The world just happens to be the world that it’s in. I think a lot of people see a billboard for it, and they see cowboy hats and guns, and they think, “Well, maybe that’s not for me.”

But I think there really is something for everyone.

M&C: But you did get them to tune in, even if they thought it was cowboy hats and guns. That’s the interesting thing.

Luke Grimes: Yeah, word of mouth is a powerful thing.

M&C: You were born in Dayton, Ohio, and then you moved to New York City to study acting. So, to get ready to play Kayce, did you have to go to cowboy college?

Luke Grimes: Yeah. It started about two months before we began filming when I got the part. Taylor’s really into authenticity, so I was on horseback almost every day.

When we got to Utah, where we filmed the first season, a lot of us went on a cowboy camp where we went on a pack trip that went out for three nights.

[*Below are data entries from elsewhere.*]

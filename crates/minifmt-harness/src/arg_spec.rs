//! Serializable argument values.
//!
//! [`ArgSpec`] mirrors [`minifmt_core::Arg`] with owned data so it can live
//! in fixture files and on the command line. In JSON it is externally
//! tagged (`{"int": 5}`, `{"str": null}`); on the command line it is
//! `tag:value` (`i:5`, `s:text`) or the bare word `null`.

use std::str::FromStr;

use minifmt_core::Arg;
use serde::{Deserialize, Serialize};
use thiserror::Error;

/// One owned, typed format argument.
#[derive(Debug, Clone, PartialEq, Serialize, Deserialize)]
#[serde(rename_all = "snake_case")]
pub enum ArgSpec {
    Int(i32),
    Uint(u32),
    Long(i64),
    Ulong(u64),
    Double(f64),
    /// Only the low byte reaches the engine, as with a C `char`.
    Char(char),
    /// `None` is a null string.
    Str(Option<String>),
}

impl ArgSpec {
    /// Borrow as an engine argument.
    #[must_use]
    pub fn to_arg(&self) -> Arg<'_> {
        match self {
            Self::Int(v) => Arg::Int(*v),
            Self::Uint(v) => Arg::UInt(*v),
            Self::Long(v) => Arg::Long(*v),
            Self::Ulong(v) => Arg::ULong(*v),
            Self::Double(v) => Arg::Double(*v),
            Self::Char(c) => Arg::Char(u32::from(*c) as u8),
            Self::Str(s) => Arg::Str(s.as_deref().map(str::as_bytes)),
        }
    }
}

/// Borrow a whole list as engine arguments.
#[must_use]
pub fn lower(specs: &[ArgSpec]) -> Vec<Arg<'_>> {
    specs.iter().map(ArgSpec::to_arg).collect()
}

#[derive(Debug, Clone, PartialEq, Eq, Error)]
pub enum ArgParseError {
    #[error("argument `{0}` has no type tag (expected e.g. `i:42`, `s:text` or `null`)")]
    MissingTag(String),
    #[error("unknown type tag `{tag}` in `{token}` (expected i, u, l, lu, f, c or s)")]
    UnknownTag { tag: String, token: String },
    #[error("`{value}` is not a valid {kind} value")]
    BadValue { kind: &'static str, value: String },
    #[error("`c:` expects exactly one character, got `{0}`")]
    BadChar(String),
}

impl FromStr for ArgSpec {
    type Err = ArgParseError;

    fn from_str(token: &str) -> Result<Self, Self::Err> {
        if token == "null" {
            return Ok(Self::Str(None));
        }
        let (tag, value) = token
            .split_once(':')
            .ok_or_else(|| ArgParseError::MissingTag(token.to_string()))?;

        match tag {
            "i" => parse_num(value, "int").map(Self::Int),
            "u" => parse_num(value, "unsigned int").map(Self::Uint),
            "l" => parse_num(value, "long").map(Self::Long),
            "lu" => parse_num(value, "unsigned long").map(Self::Ulong),
            "f" => parse_num(value, "double").map(Self::Double),
            "c" => {
                let mut chars = value.chars();
                match (chars.next(), chars.next()) {
                    (Some(c), None) => Ok(Self::Char(c)),
                    _ => Err(ArgParseError::BadChar(value.to_string())),
                }
            }
            "s" => Ok(Self::Str(Some(value.to_string()))),
            _ => Err(ArgParseError::UnknownTag {
                tag: tag.to_string(),
                token: token.to_string(),
            }),
        }
    }
}

fn parse_num<T: FromStr>(value: &str, kind: &'static str) -> Result<T, ArgParseError> {
    value.parse().map_err(|_| ArgParseError::BadValue {
        kind,
        value: value.to_string(),
    })
}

Taking these horses up mountains, jumping creeks, and doing a lot of stuff that a lot of us had never done before just to try to get us into the feel of the place and of the world.

Also, to try to make us fall in love with this way of life. It really worked.

M&C: So, do you see yourself as a natural? Was it something easy for you, or was it a hard transition?

Luke Grimes: Parts of it came semi-naturally. I think the horseback riding, thankfully, for me, clicked quickly. It’s one of those things, though, you could never stop getting better at it.

But at least for what we had to do in the show as actors, we felt pretty prepared by the time that we started shooting. Again, there’s so many facets to that way of life. For example, learning how to rope. It takes years before you can even begin to learn how to throw the rope, let alone off of horseback and onto a live animal.

There’s so many different disciplines and so many different things to learn that it’s never-ending. But it’s all a pleasure.

M&C: So you have stunt ropers, I love it.

Luke Grimes: Yeah, exactly.

M&C: Talk a little bit about Kayce’s relationship with his father. Kayce did escape for a while; he went and joined the military and did quite well there. But since he’s been back home, he seems not to be able to take a strong stand with his dad.

Luke Grimes: One of my favorite parts of the show is we have a lot of flashbacks. Not only to see where these characters are, but you go back, and you start to figure out how they got there. Obviously, Kayce and John have a strained relationship when you first meet them. And as the series unfolds, you figure out more and more why that is.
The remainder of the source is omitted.